> _Your objective_
Where the string "every" shows up in a line of the records, copy that line.

Collection entries
== == ==

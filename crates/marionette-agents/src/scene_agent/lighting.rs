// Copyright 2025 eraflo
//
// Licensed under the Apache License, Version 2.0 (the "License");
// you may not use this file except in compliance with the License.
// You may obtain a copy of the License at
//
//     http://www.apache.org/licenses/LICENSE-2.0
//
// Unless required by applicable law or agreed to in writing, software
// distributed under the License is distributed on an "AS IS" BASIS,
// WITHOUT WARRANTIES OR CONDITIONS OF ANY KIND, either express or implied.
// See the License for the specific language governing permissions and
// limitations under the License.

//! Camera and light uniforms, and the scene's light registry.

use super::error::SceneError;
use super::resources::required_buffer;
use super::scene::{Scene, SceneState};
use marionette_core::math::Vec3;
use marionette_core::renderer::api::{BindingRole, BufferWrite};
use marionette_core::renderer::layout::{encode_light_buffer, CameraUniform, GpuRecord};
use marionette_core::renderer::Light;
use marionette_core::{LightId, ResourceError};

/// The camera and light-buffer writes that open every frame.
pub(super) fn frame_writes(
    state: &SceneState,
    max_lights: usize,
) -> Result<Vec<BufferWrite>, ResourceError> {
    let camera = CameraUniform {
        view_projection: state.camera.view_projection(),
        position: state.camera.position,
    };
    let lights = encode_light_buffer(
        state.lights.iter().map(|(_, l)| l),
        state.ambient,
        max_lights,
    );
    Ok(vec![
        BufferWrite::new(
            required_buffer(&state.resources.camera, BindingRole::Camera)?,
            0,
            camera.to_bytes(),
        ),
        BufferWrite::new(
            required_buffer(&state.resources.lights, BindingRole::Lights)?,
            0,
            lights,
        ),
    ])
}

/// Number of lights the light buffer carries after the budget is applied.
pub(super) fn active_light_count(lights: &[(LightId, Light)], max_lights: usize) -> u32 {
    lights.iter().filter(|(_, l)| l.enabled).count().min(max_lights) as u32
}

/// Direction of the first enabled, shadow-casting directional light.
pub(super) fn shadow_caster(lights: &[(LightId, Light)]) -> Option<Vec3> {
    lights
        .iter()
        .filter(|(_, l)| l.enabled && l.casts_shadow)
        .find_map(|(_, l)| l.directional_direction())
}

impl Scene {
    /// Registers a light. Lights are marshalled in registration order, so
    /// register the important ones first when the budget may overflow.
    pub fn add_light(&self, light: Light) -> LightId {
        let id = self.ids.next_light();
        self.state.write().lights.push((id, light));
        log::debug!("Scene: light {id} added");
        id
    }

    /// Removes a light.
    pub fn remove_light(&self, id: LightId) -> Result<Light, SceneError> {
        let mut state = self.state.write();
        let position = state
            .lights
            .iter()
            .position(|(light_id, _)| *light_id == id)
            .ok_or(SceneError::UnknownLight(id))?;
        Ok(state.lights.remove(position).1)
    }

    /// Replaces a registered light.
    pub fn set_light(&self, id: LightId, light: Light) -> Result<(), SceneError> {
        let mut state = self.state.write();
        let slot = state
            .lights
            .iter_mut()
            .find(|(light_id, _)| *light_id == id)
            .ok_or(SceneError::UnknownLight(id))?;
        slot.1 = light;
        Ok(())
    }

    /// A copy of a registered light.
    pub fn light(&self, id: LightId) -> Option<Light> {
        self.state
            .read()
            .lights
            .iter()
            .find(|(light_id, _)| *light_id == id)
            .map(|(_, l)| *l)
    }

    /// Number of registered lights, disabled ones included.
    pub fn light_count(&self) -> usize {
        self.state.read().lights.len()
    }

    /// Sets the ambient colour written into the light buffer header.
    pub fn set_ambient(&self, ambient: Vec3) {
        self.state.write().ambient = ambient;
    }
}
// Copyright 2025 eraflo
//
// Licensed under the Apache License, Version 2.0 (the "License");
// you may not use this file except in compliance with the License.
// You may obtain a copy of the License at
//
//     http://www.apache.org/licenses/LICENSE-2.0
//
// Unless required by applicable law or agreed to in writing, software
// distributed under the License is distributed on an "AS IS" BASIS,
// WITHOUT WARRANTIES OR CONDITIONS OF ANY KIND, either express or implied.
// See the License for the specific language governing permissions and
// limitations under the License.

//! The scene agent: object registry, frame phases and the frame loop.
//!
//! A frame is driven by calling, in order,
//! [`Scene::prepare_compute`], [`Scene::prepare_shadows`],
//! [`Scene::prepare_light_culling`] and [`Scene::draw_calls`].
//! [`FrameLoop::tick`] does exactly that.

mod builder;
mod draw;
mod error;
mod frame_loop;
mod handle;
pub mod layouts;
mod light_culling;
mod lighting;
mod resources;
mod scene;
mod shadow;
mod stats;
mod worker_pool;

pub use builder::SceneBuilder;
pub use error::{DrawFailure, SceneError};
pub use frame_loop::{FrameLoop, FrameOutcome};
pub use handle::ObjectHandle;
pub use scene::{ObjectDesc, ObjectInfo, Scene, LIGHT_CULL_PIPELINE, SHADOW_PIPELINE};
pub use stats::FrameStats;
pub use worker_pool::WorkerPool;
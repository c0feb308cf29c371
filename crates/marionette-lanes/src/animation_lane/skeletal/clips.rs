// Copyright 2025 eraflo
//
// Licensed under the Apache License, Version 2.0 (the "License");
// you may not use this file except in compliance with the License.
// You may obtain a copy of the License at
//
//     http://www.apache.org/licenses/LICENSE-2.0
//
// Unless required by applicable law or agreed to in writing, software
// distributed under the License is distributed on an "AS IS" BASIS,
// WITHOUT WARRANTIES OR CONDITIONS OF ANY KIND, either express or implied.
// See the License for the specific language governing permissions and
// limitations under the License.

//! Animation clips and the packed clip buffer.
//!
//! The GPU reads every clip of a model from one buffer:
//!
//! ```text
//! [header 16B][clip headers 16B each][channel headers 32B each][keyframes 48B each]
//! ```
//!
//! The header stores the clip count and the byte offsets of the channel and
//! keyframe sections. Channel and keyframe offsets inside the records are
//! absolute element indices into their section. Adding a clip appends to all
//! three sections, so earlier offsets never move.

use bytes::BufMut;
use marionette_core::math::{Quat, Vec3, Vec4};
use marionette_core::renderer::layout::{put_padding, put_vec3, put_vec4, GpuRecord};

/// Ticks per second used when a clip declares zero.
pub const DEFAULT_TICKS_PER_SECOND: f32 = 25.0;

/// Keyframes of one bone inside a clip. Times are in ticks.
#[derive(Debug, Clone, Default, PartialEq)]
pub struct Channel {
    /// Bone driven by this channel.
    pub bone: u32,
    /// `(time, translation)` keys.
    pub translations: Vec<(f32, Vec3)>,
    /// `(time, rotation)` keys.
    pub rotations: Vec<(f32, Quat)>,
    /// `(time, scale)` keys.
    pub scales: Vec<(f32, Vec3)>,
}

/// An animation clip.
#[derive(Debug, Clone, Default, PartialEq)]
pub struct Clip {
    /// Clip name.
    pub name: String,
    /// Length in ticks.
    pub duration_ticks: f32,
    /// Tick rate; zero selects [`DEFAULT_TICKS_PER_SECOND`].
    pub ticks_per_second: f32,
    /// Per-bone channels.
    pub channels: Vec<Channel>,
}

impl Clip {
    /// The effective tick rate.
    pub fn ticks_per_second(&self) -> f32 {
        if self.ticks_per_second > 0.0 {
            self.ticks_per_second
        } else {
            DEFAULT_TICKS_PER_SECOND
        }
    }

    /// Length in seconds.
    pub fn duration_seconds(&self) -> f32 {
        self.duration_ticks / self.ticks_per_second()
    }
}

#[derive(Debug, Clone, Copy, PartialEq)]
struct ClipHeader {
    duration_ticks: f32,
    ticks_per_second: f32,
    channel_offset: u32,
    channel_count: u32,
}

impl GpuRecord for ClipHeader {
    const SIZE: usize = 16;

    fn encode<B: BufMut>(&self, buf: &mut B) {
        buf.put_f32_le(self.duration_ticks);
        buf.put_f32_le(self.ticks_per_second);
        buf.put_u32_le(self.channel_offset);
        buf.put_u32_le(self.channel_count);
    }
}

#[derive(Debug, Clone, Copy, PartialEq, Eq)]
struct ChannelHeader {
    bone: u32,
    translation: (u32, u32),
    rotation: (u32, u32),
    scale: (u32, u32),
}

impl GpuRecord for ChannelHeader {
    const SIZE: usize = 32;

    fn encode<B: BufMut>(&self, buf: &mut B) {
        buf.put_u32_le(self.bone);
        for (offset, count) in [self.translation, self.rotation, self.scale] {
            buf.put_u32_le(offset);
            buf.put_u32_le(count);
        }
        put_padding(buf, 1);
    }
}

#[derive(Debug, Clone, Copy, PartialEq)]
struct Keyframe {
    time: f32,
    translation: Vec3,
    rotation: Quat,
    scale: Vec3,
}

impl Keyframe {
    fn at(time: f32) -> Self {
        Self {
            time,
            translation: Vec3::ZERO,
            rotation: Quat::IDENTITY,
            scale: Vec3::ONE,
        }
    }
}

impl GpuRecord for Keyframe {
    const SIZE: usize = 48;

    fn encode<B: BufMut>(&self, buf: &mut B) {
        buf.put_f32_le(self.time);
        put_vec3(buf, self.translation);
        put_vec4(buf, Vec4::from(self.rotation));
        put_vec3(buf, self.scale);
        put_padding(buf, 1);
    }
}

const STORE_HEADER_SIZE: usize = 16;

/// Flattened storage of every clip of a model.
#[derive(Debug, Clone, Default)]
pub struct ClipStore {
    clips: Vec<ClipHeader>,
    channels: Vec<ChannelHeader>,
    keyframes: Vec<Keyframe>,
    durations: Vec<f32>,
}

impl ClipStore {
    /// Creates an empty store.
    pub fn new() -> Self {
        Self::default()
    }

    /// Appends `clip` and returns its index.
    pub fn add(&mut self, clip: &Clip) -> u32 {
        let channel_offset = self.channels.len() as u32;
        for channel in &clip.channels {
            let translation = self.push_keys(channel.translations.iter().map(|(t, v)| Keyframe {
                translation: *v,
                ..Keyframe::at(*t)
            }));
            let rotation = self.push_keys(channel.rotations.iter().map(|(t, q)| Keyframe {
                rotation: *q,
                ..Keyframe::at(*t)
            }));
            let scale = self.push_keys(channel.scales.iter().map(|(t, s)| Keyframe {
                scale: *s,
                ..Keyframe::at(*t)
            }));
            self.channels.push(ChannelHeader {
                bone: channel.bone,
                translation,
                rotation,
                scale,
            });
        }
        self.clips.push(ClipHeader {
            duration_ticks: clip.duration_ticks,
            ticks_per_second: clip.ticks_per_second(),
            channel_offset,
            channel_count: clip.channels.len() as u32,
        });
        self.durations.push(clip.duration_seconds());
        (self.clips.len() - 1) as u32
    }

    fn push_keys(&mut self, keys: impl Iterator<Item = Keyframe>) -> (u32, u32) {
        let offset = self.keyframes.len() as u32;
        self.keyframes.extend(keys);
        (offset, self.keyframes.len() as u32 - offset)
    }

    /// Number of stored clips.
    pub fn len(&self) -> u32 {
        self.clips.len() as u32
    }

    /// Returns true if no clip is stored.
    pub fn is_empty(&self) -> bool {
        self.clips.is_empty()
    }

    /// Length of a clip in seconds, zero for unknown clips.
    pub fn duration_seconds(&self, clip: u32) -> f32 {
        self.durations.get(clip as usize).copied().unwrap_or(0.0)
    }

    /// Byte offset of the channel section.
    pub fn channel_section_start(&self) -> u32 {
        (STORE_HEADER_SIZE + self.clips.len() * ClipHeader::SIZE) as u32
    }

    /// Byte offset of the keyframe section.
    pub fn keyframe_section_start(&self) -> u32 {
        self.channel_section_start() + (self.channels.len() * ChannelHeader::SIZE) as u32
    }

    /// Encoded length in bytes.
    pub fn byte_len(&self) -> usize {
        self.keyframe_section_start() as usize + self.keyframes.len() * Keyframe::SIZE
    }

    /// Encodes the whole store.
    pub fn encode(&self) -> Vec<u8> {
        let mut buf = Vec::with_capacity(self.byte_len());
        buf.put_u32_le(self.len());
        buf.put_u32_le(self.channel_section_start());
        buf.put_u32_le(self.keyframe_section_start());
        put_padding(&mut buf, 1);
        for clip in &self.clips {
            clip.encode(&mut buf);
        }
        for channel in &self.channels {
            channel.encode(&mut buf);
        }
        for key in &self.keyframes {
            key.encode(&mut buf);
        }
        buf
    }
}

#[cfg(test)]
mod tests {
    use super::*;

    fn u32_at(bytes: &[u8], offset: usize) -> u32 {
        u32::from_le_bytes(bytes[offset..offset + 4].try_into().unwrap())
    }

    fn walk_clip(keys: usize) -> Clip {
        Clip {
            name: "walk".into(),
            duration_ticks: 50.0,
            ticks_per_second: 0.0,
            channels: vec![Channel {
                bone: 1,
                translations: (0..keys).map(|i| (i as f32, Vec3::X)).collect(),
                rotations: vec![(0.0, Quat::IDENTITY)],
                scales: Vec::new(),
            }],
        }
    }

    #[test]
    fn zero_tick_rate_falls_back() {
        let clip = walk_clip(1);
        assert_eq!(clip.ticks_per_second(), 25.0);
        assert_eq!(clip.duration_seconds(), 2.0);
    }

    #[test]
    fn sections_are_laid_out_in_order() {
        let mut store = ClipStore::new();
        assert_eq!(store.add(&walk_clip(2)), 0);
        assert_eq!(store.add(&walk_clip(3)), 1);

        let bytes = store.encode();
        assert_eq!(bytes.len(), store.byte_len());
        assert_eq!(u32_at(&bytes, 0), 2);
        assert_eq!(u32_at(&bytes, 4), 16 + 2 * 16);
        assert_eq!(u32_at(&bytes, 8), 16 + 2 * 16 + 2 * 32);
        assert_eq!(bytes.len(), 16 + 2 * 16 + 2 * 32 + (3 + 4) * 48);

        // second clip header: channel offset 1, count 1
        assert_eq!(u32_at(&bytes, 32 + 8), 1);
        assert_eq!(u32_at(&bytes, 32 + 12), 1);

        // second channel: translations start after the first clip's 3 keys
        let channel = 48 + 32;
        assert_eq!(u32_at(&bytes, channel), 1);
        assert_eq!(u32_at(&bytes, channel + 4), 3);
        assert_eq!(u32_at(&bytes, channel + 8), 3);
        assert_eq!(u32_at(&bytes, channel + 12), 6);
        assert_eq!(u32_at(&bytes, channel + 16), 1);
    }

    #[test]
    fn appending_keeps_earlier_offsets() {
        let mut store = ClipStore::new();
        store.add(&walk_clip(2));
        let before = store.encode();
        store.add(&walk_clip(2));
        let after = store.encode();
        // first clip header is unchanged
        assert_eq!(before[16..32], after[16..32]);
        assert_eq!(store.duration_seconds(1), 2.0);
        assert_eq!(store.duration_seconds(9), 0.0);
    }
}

== == ==

> _Solution to this problem_
/// The camera and light-buffer writes that open every frame.
//! The GPU reads every clip of a model from one buffer:
/// Flattened storage of every clip of a model.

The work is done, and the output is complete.